Wood: Well, we’re just starting to discover those roles and to explain this, I like to go back to predator ecology, where we’re actually a couple of decades ahead of parasite ecology. Back in the 60s and 70s, we thought of predators like wolves and bears as vermin. There were government bounties on their heads. We persistently persecuted them because they scared us and they took our livestock and we didn’t really understand what their point was in an ecosystem.

Then predator ecologists started to understand, started to do the experiments and the studies needed to quantify the role that predators play in ecosystems. And a great example comes from gray wolves in Yellowstone. They were eradicated in the twenties and the entire food web fell out of whack. Grazers started becoming over abundant and they denuded all the vegetation that other species needed to thrive, like beavers and bison.

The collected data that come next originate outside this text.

use crate::partition::PartitionKey;
use crate::tuplequeue::{Drainer, ThreadingMode, TupleQueue};
use sluice_api::{PortCondition, Tuple};
use std::collections::{HashMap, VecDeque};

/// Per-partition storage: one set of per-port queues for every partition key
/// hashing into this partition, plus drainability bookkeeping.
///
/// A key is *drainable* once the current tuple-count policy is satisfied for
/// it across the required ports. Drainable keys are visited round-robin so
/// no key is starved under repeated draining. The container is owned by
/// exactly one replica at a time and moves between replicas intact during a
/// rebalance.
#[derive(Debug)]
pub struct TupleQueueContainer {
    partition_id: usize,
    input_port_count: usize,
    queues: HashMap<PartitionKey, KeyQueues>,
    tuple_counts: Vec<usize>,
    port_condition: PortCondition,
    /// Round-robin order over currently drainable keys. A key is in this
    /// deque iff its `drainable` flag is set.
    drainable_keys: VecDeque<PartitionKey>,
}

#[derive(Debug)]
struct KeyQueues {
    queues: Box<[TupleQueue]>,
    drainable: bool,
}

impl KeyQueues {
    fn new(input_port_count: usize) -> Self {
        Self {
            queues: (0..input_port_count)
                .map(|_| TupleQueue::new(ThreadingMode::SingleThreaded, usize::MAX))
                .collect(),
            drainable: false,
        }
    }

    fn is_empty(&self) -> bool {
        self.queues.iter().all(TupleQueue::is_empty)
    }

    fn satisfies(
        &self,
        tuple_counts: &[usize],
        port_condition: PortCondition,
    ) -> bool {
        match port_condition {
            PortCondition::AllPorts => tuple_counts
                .iter()
                .enumerate()
                .filter(|(_, &count)| count > 0)
                .all(|(port, &count)| self.queues[port].size() >= count),
            PortCondition::AnyPort => tuple_counts
                .iter()
                .enumerate()
                .filter(|(_, &count)| count > 0)
                .any(|(port, &count)| self.queues[port].size() >= count),
        }
    }
}

impl TupleQueueContainer {
    pub fn new(partition_id: usize, input_port_count: usize) -> Self {
        Self {
            partition_id,
            input_port_count,
            queues: HashMap::new(),
            // Until the owning operator declares a strategy, a single tuple
            // on any port makes a key drainable.
            tuple_counts: vec![1; input_port_count],
            port_condition: PortCondition::AnyPort,
            drainable_keys: VecDeque::new(),
        }
    }

    pub fn partition_id(&self) -> usize {
        self.partition_id
    }

    pub fn input_port_count(&self) -> usize {
        self.input_port_count
    }

    /// Buffers one tuple under `key`. Returns `true` if the key just became
    /// drainable.
    pub fn offer(&mut self, port: usize, tuple: Tuple, key: PartitionKey) -> bool {
        let entry = self
            .queues
            .entry(key.clone())
            .or_insert_with(|| KeyQueues::new(self.input_port_count));
        entry.queues[port].push(tuple);
        if !entry.drainable && entry.satisfies(&self.tuple_counts, self.port_condition) {
            entry.drainable = true;
            self.drainable_keys.push_back(key);
            return true;
        }
        false
    }

    /// Lets `drainer` extract from drainable keys round-robin until it
    /// produces a result or no drainable key remains. Returns the number of
    /// keys that became non-drainable during the call.
    pub fn drain(&mut self, drainer: &mut Drainer) -> usize {
        if drainer.is_greedy() {
            return self.drain_any_key(drainer);
        }
        let mut deactivated = 0;
        let mut remaining = self.drainable_keys.len();
        while remaining > 0 {
            remaining -= 1;
            let key = self.drainable_keys.pop_front().expect("drainable key");
            let entry = self.queues.get_mut(&key).expect("queues of drainable key");
            drainer.drain(Some(&key), &entry.queues);
            let produced = drainer.has_result();
            let still_drainable = entry.satisfies(&self.tuple_counts, self.port_condition);
            if still_drainable {
                // Keeps its flag; rotate to the back for fairness.
                self.drainable_keys.push_back(key);
            } else {
                entry.drainable = false;
                deactivated += 1;
                if entry.is_empty() {
                    self.queues.remove(&key);
                }
            }
            if produced {
                return deactivated;
            }
        }
        deactivated
    }

    /// Greedy extraction visits every buffered key, drainable or not, so
    /// that migration and shutdown paths strand no data. One key is
    /// extracted per call, mirroring the per-key invocation model.
    fn drain_any_key(&mut self, drainer: &mut Drainer) -> usize {
        let mut deactivated = 0;
        while let Some(key) = self.queues.keys().next().cloned() {
            let entry = self.queues.remove(&key).expect("buffered key");
            drainer.drain(Some(&key), &entry.queues);
            if entry.drainable {
                self.drainable_keys.retain(|drainable| drainable != &key);
                deactivated += 1;
            }
            if drainer.has_result() {
                return deactivated;
            }
        }
        deactivated
    }

    pub fn drainable_key_count(&self) -> usize {
        self.drainable_keys.len()
    }

    /// Installs a new tuple-count policy and re-evaluates every key.
    /// Returns the new drainable key count.
    pub fn set_tuple_counts(
        &mut self,
        tuple_counts: &[usize],
        port_condition: PortCondition,
    ) -> usize {
        assert_eq!(
            tuple_counts.len(),
            self.input_port_count,
            "tuple counts do not cover all input ports of partition {}",
            self.partition_id
        );
        self.tuple_counts = tuple_counts.to_vec();
        self.port_condition = port_condition;
        self.drainable_keys.clear();
        for (key, entry) in &mut self.queues {
            entry.drainable = entry.satisfies(&self.tuple_counts, self.port_condition);
            if entry.drainable {
                self.drainable_keys.push_back(key.clone());
            }
        }
        self.drainable_keys.len()
    }

    /// Discards all buffered tuples. Returns the number of keys that were
    /// drainable at the time.
    pub fn clear(&mut self) -> usize {
        let drainable = self.drainable_keys.len();
        self.queues.clear();
        self.drainable_keys.clear();
        drainable
    }

    pub fn is_empty(&self) -> bool {
        self.queues.values().all(KeyQueues::is_empty)
    }
}

#[cfg(test)]
mod test {
    use super::*;
    use crate::partition::PartitionKeyExtractor;
    use crate::tuplequeue::{GreedyDrainer, SinglePortDrainer};
    use sluice_api::{CountCondition, Tuple};

    fn extractor() -> PartitionKeyExtractor {
        PartitionKeyExtractor::new(vec!["key".to_string()])
    }

    fn offer_one(container: &mut TupleQueueContainer, port: usize, key: i64) -> bool {
        let tuple = Tuple::of("key", key);
        let partition_key = extractor().extract(&tuple);
        container.offer(port, tuple, partition_key)
    }

    #[test]
    fn key_becomes_drainable_once() {
        let mut container = TupleQueueContainer::new(0, 1);
        assert!(offer_one(&mut container, 0, 7));
        assert!(!offer_one(&mut container, 0, 7));
        assert_eq!(container.drainable_key_count(), 1);
    }

    #[test]
    fn policy_change_reevaluates_keys() {
        let mut container = TupleQueueContainer::new(0, 1);
        offer_one(&mut container, 0, 1);
        offer_one(&mut container, 0, 2);
        offer_one(&mut container, 0, 2);
        assert_eq!(container.drainable_key_count(), 2);

        let drainable = container.set_tuple_counts(&[2], PortCondition::AllPorts);
        // Only key 2 has two tuples buffered.
        assert_eq!(drainable, 1);
    }

    #[test]
    fn greedy_drain_deactivates_and_removes_key() {
        let mut container = TupleQueueContainer::new(0, 1);
        offer_one(&mut container, 0, 7);
        let mut drainer = Drainer::Greedy(GreedyDrainer::new());
        let deactivated = container.drain(&mut drainer);
        assert_eq!(deactivated, 1);
        assert!(drainer.has_result());
        assert_eq!(container.drainable_key_count(), 0);
        assert!(container.is_empty());
    }

    #[test]
    fn round_robin_rotates_when_key_stays_drainable() {
        let mut container = TupleQueueContainer::new(0, 1);
        for _ in 0..2 {
            offer_one(&mut container, 0, 1);
            offer_one(&mut container, 0, 2);
        }
        let mut drainer = Drainer::SinglePort(SinglePortDrainer::new(1, CountCondition::Exact));
        // First drain takes one tuple of key 1, which keeps a second tuple
        // buffered and stays drainable, rotating behind key 2.
        container.drain(&mut drainer);
        let first = drainer.take_result().unwrap();
        container.drain(&mut drainer);
        let second = drainer.take_result().unwrap();
        assert_ne!(first.0, second.0);
    }

}
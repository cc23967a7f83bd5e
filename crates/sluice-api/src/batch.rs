use crate::Tuple;

/// A multi-port batch of tuples: the unit of data moved between operators.
///
/// Port indices are dense and fixed at construction time. Batches are
/// recycled by the engine's output suppliers, so [`TupleBatch::clear`] keeps
/// the per-port allocations.
#[derive(Clone, Debug, Default, PartialEq, Eq)]
pub struct TupleBatch {
    ports: Vec<Vec<Tuple>>,
}

impl TupleBatch {
    pub fn new(port_count: usize) -> Self {
        Self {
            ports: (0..port_count).map(|_| Vec::new()).collect(),
        }
    }

    pub fn port_count(&self) -> usize {
        self.ports.len()
    }

    pub fn add(&mut self, port: usize, tuple: Tuple) {
        self.ports[port].push(tuple);
    }

    pub fn add_all(&mut self, port: usize, tuples: impl IntoIterator<Item = Tuple>) {
        self.ports[port].extend(tuples);
    }

    pub fn tuples(&self, port: usize) -> &[Tuple] {
        &self.ports[port]
    }

    pub fn tuples_mut(&mut self, port: usize) -> &mut Vec<Tuple> {
        &mut self.ports[port]
    }

    /// Moves the tuples of `port` out of the batch, leaving it empty.
    pub fn take(&mut self, port: usize) -> Vec<Tuple> {
        std::mem::take(&mut self.ports[port])
    }

    pub fn tuple_count(&self, port: usize) -> usize {
        self.ports[port].len()
    }

    pub fn total_tuple_count(&self) -> usize {
        self.ports.iter().map(Vec::len).sum()
    }

    pub fn is_empty(&self) -> bool {
        self.ports.iter().all(Vec::is_empty)
    }

    pub fn is_non_empty(&self) -> bool {
        !self.is_empty()
    }

    pub fn clear(&mut self) {
        for port in &mut self.ports {
            port.clear();
        }
    }
}

#[cfg(test)]
mod test {
    use super::*;

    #[test]
    fn take_leaves_port_empty() {
        let mut batch = TupleBatch::new(2);
        batch.add(0, Tuple::of("k", 1i64));
        batch.add(1, Tuple::of("k", 2i64));
        let taken = batch.take(0);
        assert_eq!(taken.len(), 1);
        assert_eq!(batch.tuple_count(0), 0);
        assert_eq!(batch.tuple_count(1), 1);
    }

    #[test]
    fn clear_keeps_port_count() {
        let mut batch = TupleBatch::new(3);
        batch.add(2, Tuple::of("k", 1i64));
        batch.clear();
        assert!(batch.is_empty());
        assert_eq!(batch.port_count(), 3);
    }
}
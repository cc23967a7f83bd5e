use crate::Value;
use indexmap::IndexMap;
use std::fmt::{self, Debug, Formatter};
use std::hash::{Hash, Hasher};
use std::time::Instant;

/// One data record: an ordered mapping of field names to non-null values.
///
/// Tuples also carry optional bookkeeping used by the engine: a sequence
/// number assigned by source operators, an ingestion timestamp, and the time
/// the tuple was last offered to a queue (stamped by the partitioned sender
/// for latency tracing). Equality and hashing cover the field mapping only;
/// the bookkeeping is invisible to them.
#[derive(Clone, Default)]
pub struct Tuple {
    fields: IndexMap<String, Value>,
    sequence_number: Option<u64>,
    ingestion_time: Option<Instant>,
    queue_offer_time: Option<Instant>,
}

impl Tuple {
    pub fn new() -> Self {
        Self::default()
    }

    /// Builds a tuple with a single field.
    pub fn of(field: impl Into<String>, value: impl Into<Value>) -> Self {
        let mut tuple = Self::new();
        tuple.set(field, value);
        tuple
    }

    /// Sets a field. Values are never null; absence is expressed by not
    /// setting the field at all.
    pub fn set(&mut self, field: impl Into<String>, value: impl Into<Value>) -> &mut Self {
        self.fields.insert(field.into(), value.into());
        self
    }

    pub fn get(&self, field: &str) -> Option<&Value> {
        self.fields.get(field)
    }

    pub fn contains(&self, field: &str) -> bool {
        self.fields.contains_key(field)
    }

    pub fn remove(&mut self, field: &str) -> Option<Value> {
        self.fields.shift_remove(field)
    }

    pub fn field_count(&self) -> usize {
        self.fields.len()
    }

    pub fn fields(&self) -> impl Iterator<Item = (&str, &Value)> {
        self.fields.iter().map(|(k, v)| (k.as_str(), v))
    }

    pub fn sequence_number(&self) -> Option<u64> {
        self.sequence_number
    }

    pub fn set_sequence_number(&mut self, sequence_number: u64) {
        self.sequence_number = Some(sequence_number);
    }

    pub fn ingestion_time(&self) -> Option<Instant> {
        self.ingestion_time
    }

    pub fn set_ingestion_time(&mut self, at: Instant) {
        self.ingestion_time = Some(at);
    }

    pub fn queue_offer_time(&self) -> Option<Instant> {
        self.queue_offer_time
    }

    pub fn set_queue_offer_time(&mut self, at: Instant) {
        self.queue_offer_time = Some(at);
    }
}

impl PartialEq for Tuple {
    fn eq(&self, other: &Self) -> bool {
        self.fields == other.fields
    }
}

impl Eq for Tuple {}

impl Hash for Tuple {
    fn hash<H: Hasher>(&self, state: &mut H) {
        for (name, value) in &self.fields {
            name.hash(state);
            value.hash(state);
        }
    }
}

impl Debug for Tuple {
    fn fmt(&self, f: &mut Formatter<'_>) -> fmt::Result {
        let mut map = f.debug_map();
        for (name, value) in &self.fields {
            map.entry(&name, value);
        }
        map.finish()
    }
}
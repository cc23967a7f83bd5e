use crate::config::DownstreamConfig;
use crate::error::EngineError;
use crate::idle::BackoffIdleStrategy;
use crate::partition::{partition_id, PartitionDistribution, PartitionKeyExtractor};
use crate::pipeline::{PipelineReplicaId, Ticker};
use crate::tuplequeue::DefaultOperatorQueue;
use crossbeam::channel::{bounded, Receiver, Sender};
use sluice_api::{Tuple, TupleBatch};
use std::sync::atomic::{AtomicBool, Ordering};
use std::sync::Arc;
use std::thread::{Builder, JoinHandle};
use std::time::Instant;
use tracing::{info, warn};

/// Routes an operator's output batches to the correct downstream queues.
///
/// Offers retry with a bounded idle/backoff strategy; once the backoff
/// saturates, the global failure flag is consulted and a set flag aborts
/// the send with a hard engine failure instead of spinning forever.
#[derive(Debug)]
pub enum DownstreamSender {
    /// For pipelines with no downstream consumer.
    Nop,
    Simple(SimpleSender),
    Partitioned(PartitionedSender),
    Composite(CompositeSender),
}

impl DownstreamSender {
    pub fn send(&mut self, batch: &TupleBatch) -> Result<(), EngineError> {
        match self {
            DownstreamSender::Nop => Ok(()),
            DownstreamSender::Simple(sender) => sender.send(batch),
            DownstreamSender::Partitioned(sender) => sender.send(batch),
            DownstreamSender::Composite(sender) => sender.send(batch),
        }
    }
}

/// Offers each source port's tuples to a fixed port of one downstream
/// queue.
#[derive(Debug)]
pub struct SimpleSender {
    /// `(source_port, destination_port)` pairs.
    ports: Vec<(usize, usize)>,
    queue: Arc<DefaultOperatorQueue>,
    idle: BackoffIdleStrategy,
    failure_flag: Arc<AtomicBool>,
}

impl SimpleSender {
    pub fn new(
        queue: Arc<DefaultOperatorQueue>,
        ports: Vec<(usize, usize)>,
        failure_flag: Arc<AtomicBool>,
        config: &DownstreamConfig,
    ) -> Self {
        Self {
            ports,
            queue,
            idle: BackoffIdleStrategy::new(config),
            failure_flag,
        }
    }

    fn send(&mut self, batch: &TupleBatch) -> Result<(), EngineError> {
        for &(source_port, destination_port) in &self.ports {
            let mut tuples: Vec<Tuple> = batch.tuples(source_port).to_vec();
            while !tuples.is_empty() {
                let offered = self.queue.offer(destination_port, &mut tuples);
                if offered > 0 {
                    self.idle.reset();
                } else if self.idle.idle() && self.failure_flag.load(Ordering::Acquire) {
                    return Err(EngineError::EngineFailed);
                }
            }
            self.idle.reset();
        }
        Ok(())
    }
}

/// Computes each output tuple's partition id from the destination region's
/// partition function and routes it to the owning replica's queue, batching
/// per destination replica before offering.
#[derive(Debug)]
pub struct PartitionedSender {
    /// `(source_port, destination_port)` pairs.
    ports: Vec<(usize, usize)>,
    partition_count: usize,
    /// Partition id -> destination replica index.
    distribution: Vec<usize>,
    queues: Vec<Arc<DefaultOperatorQueue>>,
    extractor: PartitionKeyExtractor,
    buffers: Vec<Vec<Tuple>>,
    idle: BackoffIdleStrategy,
    failure_flag: Arc<AtomicBool>,
    ticker: Arc<Ticker>,
}

impl PartitionedSender {
    #[allow(clippy::too_many_arguments)]
    pub fn new(
        queues: Vec<Arc<DefaultOperatorQueue>>,
        ports: Vec<(usize, usize)>,
        distribution: &PartitionDistribution,
        extractor: PartitionKeyExtractor,
        failure_flag: Arc<AtomicBool>,
        ticker: Arc<Ticker>,
        config: &DownstreamConfig,
    ) -> Self {
        assert_eq!(
            queues.len(),
            distribution.replica_count(),
            "one destination queue per replica"
        );
        let buffers = (0..queues.len()).map(|_| Vec::new()).collect();
        Self {
            ports,
            partition_count: distribution.partition_count(),
            distribution: (0..distribution.partition_count())
                .map(|partition| distribution.replica_index(partition))
                .collect(),
            queues,
            extractor,
            buffers,
            idle: BackoffIdleStrategy::new(config),
            failure_flag,
            ticker,
        }
    }

    fn send(&mut self, batch: &TupleBatch) -> Result<(), EngineError> {
        for pair in 0..self.ports.len() {
            let (source_port, destination_port) = self.ports[pair];
            for tuple in batch.tuples(source_port) {
                let partition =
                    partition_id(self.extractor.partition_hash(tuple), self.partition_count);
                self.buffers[self.distribution[partition]].push(tuple.clone());
            }

            if self.ticker.try_tick() {
                let now = Instant::now();
                for buffer in &mut self.buffers {
                    if let Some(first) = buffer.first_mut() {
                        first.set_queue_offer_time(now);
                    }
                }
            }

            loop {
                let mut all_done = true;
                let mut progressed = false;
                for (replica, buffer) in self.buffers.iter_mut().enumerate() {
                    if buffer.is_empty() {
                        continue;
                    }
                    if self.queues[replica].offer(destination_port, buffer) > 0 {
                        progressed = true;
                    }
                    if !buffer.is_empty() {
                        all_done = false;
                    }
                }
                if all_done {
                    break;
                }
                if progressed {
                    self.idle.reset();
                } else if self.idle.idle() && self.failure_flag.load(Ordering::Acquire) {
                    for buffer in &mut self.buffers {
                        buffer.clear();
                    }
                    return Err(EngineError::EngineFailed);
                }
            }
            self.idle.reset();
        }
        Ok(())
    }
}

/// Runs an ordered list of senders against the same output, for fan-out to
/// multiple independent consumers.
#[derive(Debug)]
pub struct CompositeSender {
    senders: Vec<DownstreamSender>,
}

impl CompositeSender {
    pub fn new(senders: Vec<DownstreamSender>) -> Self {
        Self { senders }
    }

    fn send(&mut self, batch: &TupleBatch) -> Result<(), EngineError> {
        for sender in &mut self.senders {
            sender.send(batch)?;
        }
        Ok(())
    }
}

type SendCompletion = Result<(), EngineError>;

/// Per-replica forwarder enforcing one outstanding downstream send.
///
/// The sender runs on a dedicated forwarder thread; the runner hands a
/// batch over, keeps invoking, and awaits the completion before issuing the
/// next send. After [`DownstreamLink::shutdown`] the link rejects further
/// sends, standing in for the fail-fast sender of a replica that already
/// signaled completion to its consumers.
#[derive(Debug)]
pub struct DownstreamLink {
    replica: PipelineReplicaId,
    tx: Option<Sender<(TupleBatch, Sender<SendCompletion>)>>,
    pending: Option<Receiver<SendCompletion>>,
    thread: Option<JoinHandle<()>>,
}

impl DownstreamLink {
    pub fn new(replica: PipelineReplicaId, mut sender: DownstreamSender) -> std::io::Result<Self> {
        let (tx, rx) = bounded::<(TupleBatch, Sender<SendCompletion>)>(1);
        let thread_replica = replica.clone();
        let thread = Builder::new()
            .name(format!("{}-downstream", replica.thread_name()))
            .spawn(move || {
                for (batch, done) in rx.iter() {
                    let result = sender.send(&batch);
                    let failed = result.is_err();
                    if done.send(result).is_err() || failed {
                        if failed {
                            warn!(replica = %thread_replica, "downstream send failed, forwarder exiting");
                        }
                        break;
                    }
                }
            })?;
        Ok(Self {
            replica,
            tx: Some(tx),
            pending: None,
            thread: Some(thread),
        })
    }

    /// Issues a send, awaiting the previously issued one first so that at
    /// most one send is outstanding and per-replica output order holds.
    pub fn forward(&mut self, batch: TupleBatch) -> Result<(), EngineError> {
        self.await_pending()?;
        let tx = self.tx.as_ref().ok_or_else(|| EngineError::SendAfterStopped {
            replica: self.replica.to_string(),
        })?;
        let (done_tx, done_rx) = bounded(1);
        tx.send((batch, done_tx))
            .map_err(|_| EngineError::AbnormalTermination {
                replica: self.replica.to_string(),
                reason: "downstream forwarder terminated".to_string(),
            })?;
        self.pending = Some(done_rx);
        Ok(())
    }

    /// Blocks until the outstanding send, if any, has completed.
    pub fn await_pending(&mut self) -> Result<(), EngineError> {
        match self.pending.take() {
            None => Ok(()),
            Some(done) => match done.recv() {
                Ok(result) => result,
                Err(_) => Err(EngineError::AbnormalTermination {
                    replica: self.replica.to_string(),
                    reason: "downstream forwarder terminated mid-send".to_string(),
                }),
            },
        }
    }

    /// Flushes the outstanding send and stops the forwarder. Further
    /// [`DownstreamLink::forward`] calls fail fast.
    pub fn shutdown(&mut self) -> Result<(), EngineError> {
        let flushed = self.await_pending();
        self.tx = None;
        if let Some(thread) = self.thread.take() {
            let _ = thread.join();
        }
        info!(replica = %self.replica, "downstream sender stopped");
        flushed
    }
}

impl Drop for DownstreamLink {
    fn drop(&mut self) {
        self.tx = None;
        if let Some(thread) = self.thread.take() {
            let _ = thread.join();
        }
    }
}

#[cfg(test)]
mod test {
    use super::*;
    use crate::tuplequeue::ThreadingMode;

    fn batch_of(values: &[i64]) -> TupleBatch {
        let mut batch = TupleBatch::new(1);
        for &value in values {
            batch.add(0, Tuple::of("key", value));
        }
        batch
    }

    fn shared_queue(capacity: usize) -> Arc<DefaultOperatorQueue> {
        Arc::new(DefaultOperatorQueue::new(
            "down",
            1,
            ThreadingMode::MultiThreaded,
            capacity,
        ))
    }

    #[test]
    fn simple_sender_offers_batch_in_order() {
        let queue = shared_queue(16);
        let mut sender = SimpleSender::new(
            Arc::clone(&queue),
            vec![(0, 0)],
            Arc::new(AtomicBool::new(false)),
            &DownstreamConfig::default(),
        );
        sender.send(&batch_of(&[1, 2, 3])).unwrap();
        let mut drainer =
            crate::tuplequeue::Drainer::Greedy(crate::tuplequeue::GreedyDrainer::new());
        queue.drain(&mut drainer);
        let (_, drained) = drainer.take_result().unwrap();
        let values: Vec<i64> = drained
            .tuples(0)
            .iter()
            .map(|tuple| tuple.get("key").unwrap().as_int().unwrap())
            .collect();
        assert_eq!(values, vec![1, 2, 3]);
    }

    #[test]
    fn partitioned_sender_routes_by_distribution() {
        let distribution = PartitionDistribution::new(4, 2);
        let queues = vec![shared_queue(64), shared_queue(64)];
        let extractor = PartitionKeyExtractor::new(vec!["key".to_string()]);
        let mut sender = PartitionedSender::new(
            queues.clone(),
            vec![(0, 0)],
            &distribution,
            extractor.clone(),
            Arc::new(AtomicBool::new(false)),
            Arc::new(Ticker::default()),
            &DownstreamConfig::default(),
        );

        let values: Vec<i64> = (0..100).collect();
        sender.send(&batch_of(&values)).unwrap();

        let mut routed = 0;
        for (replica, queue) in queues.iter().enumerate() {
            let mut drainer =
                crate::tuplequeue::Drainer::Greedy(crate::tuplequeue::GreedyDrainer::new());
            queue.drain(&mut drainer);
            if let Some((_, drained)) = drainer.take_result() {
                for tuple in drained.tuples(0) {
                    let partition =
                        partition_id(extractor.partition_hash(tuple), 4);
                    assert_eq!(distribution.replica_index(partition), replica);
                    routed += 1;
                }
            }
        }
        assert_eq!(routed, 100);
    }

    #[test]
    fn composite_sender_fans_out_to_every_consumer() {
        let first = shared_queue(16);
        let second = shared_queue(16);
        let flag = Arc::new(AtomicBool::new(false));
        let config = DownstreamConfig::default();
        let mut sender = DownstreamSender::Composite(CompositeSender::new(vec![
            DownstreamSender::Simple(SimpleSender::new(
                Arc::clone(&first),
                vec![(0, 0)],
                Arc::clone(&flag),
                &config,
            )),
            DownstreamSender::Simple(SimpleSender::new(
                Arc::clone(&second),
                vec![(0, 0)],
                flag,
                &config,
            )),
        ]));
        sender.send(&batch_of(&[1, 2])).unwrap();
        for queue in [&first, &second] {
            let mut drainer =
                crate::tuplequeue::Drainer::Greedy(crate::tuplequeue::GreedyDrainer::new());
            queue.drain(&mut drainer);
            let (_, drained) = drainer.take_result().unwrap();
            assert_eq!(drained.tuple_count(0), 2);
        }
    }

    #[test]
    fn saturated_backoff_aborts_on_failure_flag() {
        // Queue of capacity 1 that nobody drains: the second tuple can
        // never be offered.
        let queue = shared_queue(1);
        let failure_flag = Arc::new(AtomicBool::new(true));
        let mut sender = SimpleSender::new(
            queue,
            vec![(0, 0)],
            failure_flag,
            &DownstreamConfig {
                max_spins: 1,
                max_yields: 1,
                min_park_micros: 1,
                max_park_micros: 2,
            },
        );
        let result = sender.send(&batch_of(&[1, 2]));
        assert!(matches!(result, Err(EngineError::EngineFailed)));
    }

    #[test]
    fn link_rejects_sends_after_shutdown() {
        let replica = PipelineReplicaId::new(crate::pipeline::PipelineId::new(0, 0), 0);
        let mut link = DownstreamLink::new(replica, DownstreamSender::Nop).unwrap();
        link.forward(batch_of(&[1])).unwrap();
        link.shutdown().unwrap();
        assert!(matches!(
            link.forward(batch_of(&[2])),
            Err(EngineError::SendAfterStopped { .. })
        ));
    }
}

When wolves were reintroduced in the 90s, it was like a wave of green washed over Yellowstone, balance was restored, other species that depended on the resources that the grazers overgrazed, came back and we saw that predators play this really key role in ecosystems.

We believe that parasites have some of the same roles in ecosystems and we’re just learning what those are. We know that like predators, parasites keep a cap on the abundance of some of their host species, preventing things from becoming over abundant, like the elk in Yellowstone. We also know that parasites do some really unique things. They’re often transmitted from prey to predator and they can just hang out and wait for that to happen. Or they can evolve ways to manipulate the prey to be likelier to be eaten by the predator host. They can do that by making the prey clumsy or slow or reckless. And in that process, parasites essentially feed predators. They push energy up the food web and they’re doing this all kind of in secret right now. They’re doing these services for us that we don’t recognize, but we will miss those services when parasites are gone and they stop providing them.

Miller: Chelsea Wood,  thanks very much for joining us. I really appreciate it.

Wood: Thank you so much for having me.

Miller: And I should say if you ever also want to teach science communication to your fellow scientists, I think many of our listeners would be very appreciative. Chelsea Wood is an associate professor of aquatic and fishery sciences at the University of Washington. She joined us to talk about the new paper that she and her team put out, showing a huge decline in certain parasites in Puget Sound over the last 140 years.